We don't do acquisitions to become number one, says Motherson Sumi chairman

 

V C Sehgal

V C Sehgal

 

  The country’s biggest automobile component maker Motherson Sumi has grown through acquisitions to nearly Rs 45,000 crore in revenue. Last month, it announced the acquisition of Finnish wiring harness company PKC for Rs 4,150 crore, its biggest till date. V C Sehgal, chairman, Motherson Sumi, spoke to Ajay Modi on the acquisition, the business targets and opportunities. Edited excerpts:

 

How is PKC different from the rest of your acquisitions?

Every acquisition is unique. People generalise when they talk about acquisitions. PKC is very interesting for us because it is in wiring harness, which is our backyard. Whatever we have learnt is a result of wiring harness. PKC is a profit-making company. Once we take it over, we will be able to explain how it will add value.

Most of your previous acquisitions were of distressed assets. PKC is profitable. What is the scope to make improvements?

Acquisition does not always happen due to profitability or bad performance. There could be a strategic importance. It’s not always about money. PKC is very strong in the US and Europe. What about Japan, China, India or South Korea?

What segments would you want to grow further?

We have maintained our vision of being a globally preferred solutions provider. The customer tells us where to go. We do not strategise.

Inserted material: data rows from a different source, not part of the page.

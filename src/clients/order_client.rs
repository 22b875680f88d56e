use tracing::{debug, error, info, instrument};

use crate::actor_framework::ResourceClient;
use crate::clients::{CourseClient, StudentClient};
use crate::domain::{Enrollment, Order, OrderCreate, OrderId, OrderStatus, Purchase, StudentCreate, StudentId};
use crate::order_actor::{OrderAction, OrderError};

/// Client for interacting with the Order actor.
///
/// Besides plain order bookkeeping, this client runs the checkout workflow,
/// resolving the course and the student before recording an order.
#[derive(Clone)]
pub struct OrderClient {
    inner: ResourceClient<Order>,
    course_client: CourseClient,
    student_client: StudentClient,
}

impl OrderClient {
    pub fn new(inner: ResourceClient<Order>, course_client: CourseClient, student_client: StudentClient) -> Self {
        Self {
            inner,
            course_client,
            student_client,
        }
    }

    #[instrument(skip(self))]
    pub async fn list_orders(&self) -> Result<Vec<Order>, OrderError> {
        debug!("Sending request");
        Ok(self.inner.list(None).await?)
    }

    /// Orders placed by one student; unknown students are an error rather than an empty list.
    #[instrument(skip(self))]
    pub async fn list_orders_for_student(&self, student_id: StudentId) -> Result<Vec<Order>, OrderError> {
        self.student_client.get_student(student_id).await?;
        debug!("Sending request");
        let orders = self
            .inner
            .list(Some(Box::new(move |order: &Order| order.student_id == student_id)))
            .await?;
        Ok(orders)
    }

    #[instrument(skip(self, payload), fields(student_id = payload.student_id, course_id = payload.course_id))]
    pub async fn create_order(&self, payload: OrderCreate) -> Result<Order, OrderError> {
        debug!("Sending request");
        Ok(self.inner.create(payload).await?)
    }

    #[instrument(skip(self))]
    pub async fn update_status(&self, id: OrderId, status: OrderStatus) -> Result<Order, OrderError> {
        debug!("Sending request");
        let (order, previous) = self.inner.perform_action(id, OrderAction::SetStatus(status)).await?;
        info!(%previous, %status, "Order status updated");
        Ok(order)
    }

    /// Runs a checkout: course lookup, student lookup-or-create, then order creation.
    ///
    /// The three store calls do not form a transaction. A failure after the
    /// student step leaves the student registered.
    #[instrument(skip(self, purchase), fields(course_id = purchase.course_id, email = %purchase.email))]
    pub async fn purchase(&self, purchase: Purchase) -> Result<Enrollment, OrderError> {
        info!("Processing purchase request");

        // Step 1: Resolve course
        let course = match self.course_client.get_active_course(purchase.course_id).await {
            Ok(course) => {
                info!(course_title = %course.title, price = course.price, "Course resolved");
                course
            }
            Err(e) => {
                error!(error = %e, "Course lookup failed");
                return Err(e.into());
            }
        };

        // Step 2: Resolve student
        let contact = StudentCreate::new(&purchase.name, &purchase.email, &purchase.mobile);
        let student = match self.student_client.find_or_create(contact).await {
            Ok(student) => student,
            Err(e) => {
                error!(error = %e, "Student resolution failed");
                return Err(e.into());
            }
        };

        // Step 3: Record order at the current price
        let order = self
            .create_order(OrderCreate {
                student_id: student.id,
                course_id: course.id,
                utr_number: purchase.utr_number.clone(),
                amount: course.price,
                status: None,
            })
            .await?;

        info!(order_id = order.id, student_id = student.id, amount = order.amount, "Order recorded");

        Ok(Enrollment {
            purchase,
            order,
            student,
            course,
        })
    }
}

impl_client_methods!(OrderClient, Order, OrderError, order);

#[cfg(test)]
mod tests {
    use super::*;
    use crate::actor_framework::{Entity, FrameworkError};
    use crate::domain::{Course, CourseState, Student};
    use crate::mock_framework::{create_mock_client, expect_create, expect_find, expect_get};
    use chrono::Utc;

    fn course(id: u64, price: u32, state: CourseState) -> Course {
        Course {
            id,
            title: "Ethical Hacking Fundamentals".to_string(),
            description: "Intro".to_string(),
            price,
            original_price: 15999,
            duration: "40+ Hours".to_string(),
            level: "Beginner".to_string(),
            features: vec![],
            state,
            created_at: Utc::now(),
        }
    }

    fn purchase() -> Purchase {
        Purchase {
            name: "A".to_string(),
            email: "a@x.com".to_string(),
            mobile: "9999999999".to_string(),
            course_id: 1,
            utr_number: "ABCDEF123456".to_string(),
        }
    }

    #[tokio::test]
    async fn test_purchase_flow() {
        // 1. Setup Mocks
        let (course_inner, mut course_rx) = create_mock_client::<Course>(10);
        let (student_inner, mut student_rx) = create_mock_client::<Student>(10);
        let (order_inner, mut order_rx) = create_mock_client::<Order>(10);

        let order_client = OrderClient::new(
            order_inner,
            CourseClient::new(course_inner),
            StudentClient::new(student_inner),
        );

        // 2. Execute purchase in background
        let task = tokio::spawn(async move { order_client.purchase(purchase()).await });

        // 3. Verify Interactions
        let (course_id, responder) = expect_get(&mut course_rx).await.expect("Expected Course Get");
        assert_eq!(course_id, 1);
        responder.send(Ok(Some(course(1, 999, CourseState::Active)))).unwrap();

        let (_, responder) = expect_find(&mut student_rx).await.expect("Expected Student Find");
        responder.send(Ok(None)).unwrap();

        let (payload, responder) = expect_create(&mut student_rx).await.expect("Expected Student Create");
        assert_eq!(payload.name, "A");
        assert_eq!(payload.mobile, "9999999999");
        responder
            .send(Ok(Student {
                id: 5,
                name: payload.name,
                email: payload.email,
                mobile: payload.mobile,
                created_at: Utc::now(),
            }))
            .unwrap();

        let (payload, responder) = expect_create(&mut order_rx).await.expect("Expected Order Create");
        assert_eq!(payload.student_id, 5);
        assert_eq!(payload.course_id, 1);
        assert_eq!(payload.amount, 999);
        assert_eq!(payload.utr_number, "ABCDEF123456");
        assert_eq!(payload.status, None);
        responder.send(Ok(Order::from_create(1, payload).unwrap())).unwrap();

        // 4. Verify Result
        let enrollment = task.await.unwrap().unwrap();
        assert_eq!(enrollment.order.id, 1);
        assert_eq!(enrollment.student.id, 5);
        assert_eq!(enrollment.course.price, 999);
    }

    #[tokio::test]
    async fn test_purchase_of_withdrawn_course_stops_before_student_lookup() {
        let (course_inner, mut course_rx) = create_mock_client::<Course>(10);
        let (student_inner, mut student_rx) = create_mock_client::<Student>(10);
        let (order_inner, _order_rx) = create_mock_client::<Order>(10);

        let order_client = OrderClient::new(
            order_inner,
            CourseClient::new(course_inner),
            StudentClient::new(student_inner),
        );

        let task = tokio::spawn(async move { order_client.purchase(purchase()).await });

        let (_, responder) = expect_get(&mut course_rx).await.expect("Expected Course Get");
        responder.send(Ok(Some(course(1, 999, CourseState::Inactive)))).unwrap();

        let result = task.await.unwrap();
        assert_eq!(
            result.unwrap_err(),
            OrderError::Course(crate::course_actor::CourseError::NotFound("1".to_string()))
        );
        assert!(student_rx.try_recv().is_err());
    }

    #[tokio::test]
    async fn test_update_status_maps_missing_order() {
        let (order_inner, mut order_rx) = create_mock_client::<Order>(10);
        let (course_inner, _) = create_mock_client::<Course>(1);
        let (student_inner, _) = create_mock_client::<Student>(1);
        let order_client = OrderClient::new(
            order_inner,
            CourseClient::new(course_inner),
            StudentClient::new(student_inner),
        );

        let task = tokio::spawn(async move { order_client.update_status(42, OrderStatus::Verified).await });

        let (id, action, responder) = crate::mock_framework::expect_action(&mut order_rx)
            .await
            .expect("Expected Order Action");
        assert_eq!(id, 42);
        assert!(matches!(action, OrderAction::SetStatus(OrderStatus::Verified)));
        responder
            .send(Err(FrameworkError::NotFound { kind: "Order", id: "42".to_string() }))
            .unwrap();

        assert_eq!(task.await.unwrap().unwrap_err(), OrderError::NotFound("42".to_string()));
    }
}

What are your customers telling you?

Thirty years ago, less than 20% of the car was made outside the manufacturers’ premises. Most stuff was in-house. Volumes were small. Today, 80% of a car is made outside. The numbers are huge. In such a situation, things go wrong and hence you need a solution. That’s where Motherson has a huge expertise. Sometimes, companies are taken over because the owners do not wish to run them anymore. Car makers need long-term solutions, which we want to offer.

You have set a target of $18 billion in revenue by 2020. What do you need to do to get there?

The target is very clear. We are aiming for $18 billion, but at 40% ROCE. I will have no shame if after 2020 I come back to you and say that I could do only $14 billion but have the ROCE. We never do an acquisition just for the topline.

Overseas acquisitions by other component makers have not always succeeded. How you do things differently?

I can’t comment on what people have done. They must have had valid reasons. We will not do an acquisition to become number one in a business.

Does the Indian component industry need more Mothersons?

You think I need more competition? What is good must be replicated. If you think, Motherson is good, we hope it is replicated.

You have the tag of being the country’s biggest component maker. Does it help when you go out?

How big you are doesn’t matter. What matters is how brilliant you are in delivery. You could make a great product but may not be able to deliver it. Delivery, cost and quality are the parameters. Since we don’t supply to the open market, size does not matter. Car makers are worried about design capabilities, cost, quality, delivery, safety and recalls. We satisfy customers' expectations on these.